Ferrari unveiled the Luce, its first fully electric vehicle, on May 25, 2026, a watershed moment for the storied Italian marque . The four-door, five-seat grand tourer produces up to 1,035 horsepower from four electric motors paired with a 122 kWh battery, with an estimated 330 miles (about 530 km) of range on the European WLTP cycle . In a striking break from convention, RACE developed the car's design with LoveFrom, the studio founded by former Apple design chief Sir Jony Ive and industrial designer Marc Newson, over a five-year collaboration .
The Luce is Ferrari's first five-seat production model and its first four-door car, a deliberate step beyond the brand's two-seat supercar heritage. Priced from roughly 550,000 euros (about $640,000), it sits well above mainstream luxury EVs, a signal that Ferrari intends to defend its premium pricing power as it electrifies. Orders have opened in Europe, with first deliveries expected to begin in late 2026 and a U.S. launch planned for 2027. Ferrari claims a 0 to 62 mph time of 2.5 seconds and a drag coefficient of 0.254 achieved without active aerodynamics.
Investors reacted coolly.
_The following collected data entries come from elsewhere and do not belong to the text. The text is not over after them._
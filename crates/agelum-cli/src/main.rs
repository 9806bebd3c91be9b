mod cmd;
mod output;
mod root;

use clap::{Parser, Subcommand};
use cmd::{
    doc::DocSubcommand,
    item::{ItemSubcommand, TaskSubcommand},
    repos::ReposSubcommand,
    test::TestSubcommand,
};
use std::path::PathBuf;

#[derive(Parser)]
#[command(
    name = "agelum",
    about = "Markdown-backed task boards, documents and browser tests for a project",
    version,
    propagate_version = true
)]
struct Cli {
    /// Project root (default: auto-detect from .agelum/ or .git/)
    #[arg(long, global = true, env = "AGELUM_ROOT")]
    root: Option<PathBuf>,

    /// Output as JSON
    #[arg(long, global = true, short = 'j')]
    json: bool,

    #[command(subcommand)]
    command: Commands,
}

#[derive(Subcommand)]
enum Commands {
    /// Create the .agelum directory tree
    Init,

    /// Move legacy agelum/ and flat .agelum/ content into the current layout
    Migrate {
        /// Report what would move without touching anything
        #[arg(long)]
        dry_run: bool,
    },

    /// Manage tasks
    Task {
        #[command(subcommand)]
        subcommand: TaskSubcommand,
    },

    /// Manage epics
    Epic {
        #[command(subcommand)]
        subcommand: ItemSubcommand,
    },

    /// Manage ideas
    Idea {
        #[command(subcommand)]
        subcommand: ItemSubcommand,
    },

    /// Read and write documents under .agelum/
    Doc {
        #[command(subcommand)]
        subcommand: DocSubcommand,
    },

    /// Manage and run browser tests
    Test {
        #[command(subcommand)]
        subcommand: TestSubcommand,
    },

    /// Run agent-browser; `browser navigate <test>` replays a test's steps
    Browser {
        #[arg(trailing_var_arg = true, allow_hyphen_values = true, required = true)]
        args: Vec<String>,
    },

    /// List repositories known to the user settings, or add and remove them
    Repos {
        #[command(subcommand)]
        subcommand: Option<ReposSubcommand>,
    },

    /// Start the HTTP API server
    Serve {
        /// Interface to bind; use 0.0.0.0 to expose the API on the network
        #[arg(long, default_value = agelum_server::DEFAULT_HOST)]
        host: String,

        /// Port to listen on (0 = OS-assigned)
        #[arg(long, default_value = "6500")]
        port: u16,

        /// Don't open browser automatically
        #[arg(long)]
        no_open: bool,
    },
}

fn main() {
    let cli = Cli::parse();

    let default_level = match &cli.command {
        Commands::Serve { .. } => tracing::Level::INFO,
        _ => tracing::Level::WARN,
    };

    tracing_subscriber::fmt()
        .with_env_filter(
            tracing_subscriber::EnvFilter::from_default_env().add_directive(default_level.into()),
        )
        .with_target(false)
        .with_writer(std::io::stderr)
        .init();

    let root = root::resolve_root(cli.root.as_deref());

    let result = match cli.command {
        Commands::Init => cmd::init::run(&root, cli.json),
        Commands::Migrate { dry_run } => cmd::migrate::run(&root, dry_run, cli.json),
        Commands::Task { subcommand } => cmd::item::run_task(&root, subcommand, cli.json),
        Commands::Epic { subcommand } => {
            cmd::item::run(&root, agelum_core::types::ItemKind::Epic, subcommand, cli.json)
        }
        Commands::Idea { subcommand } => {
            cmd::item::run(&root, agelum_core::types::ItemKind::Idea, subcommand, cli.json)
        }
        Commands::Doc { subcommand } => cmd::doc::run(&root, subcommand, cli.json),
        Commands::Test { subcommand } => cmd::test::run(&root, subcommand, cli.json),
        Commands::Browser { args } => cmd::browser::run(&root, &args, cli.json),
        Commands::Repos { subcommand } => cmd::repos::run(subcommand, cli.json),
        Commands::Serve {
            host,
            port,
            no_open,
        } => cmd::serve::run(&root, &host, port, no_open),
    };

    if let Err(e) = result {
        // Print the full error chain (anyhow's alternate Display)
        eprintln!("error: {e:#}");
        std::process::exit(1);
    }
}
RACE shares fell roughly 6% to 7% in Milan trading after the reveal, the stock's steepest single-day decline since October and enough to wipe an estimated 3 billion pounds off Ferrari's market value . Analysts were split: Morningstar's Michael Field noted that many enthusiasts see the EV pivot as diluting a brand built on combustion-engine performance and classic design, while others framed the drop as a 'travel and arrive' reaction after a strong pre-launch run-up . The skepticism is sharpened by several rivals stepping back from aggressive EV timelines just as Ferrari leans in.
For investors, the central questions are whether the Luce's order book can validate its $640,000 price point and whether an electric model can broaden Ferrari's addressable market without eroding the scarcity and brand premium that underpin its industry-leading margins. Key signals to watch could include order-intake disclosures, a firmed-up delivery cadence, and management commentary on how the EV fits the wider product roadmap. Near-term share weakness may reflect sentiment more than fundamentals, but execution on the Luce will shape how the market prices Ferrari's electric future.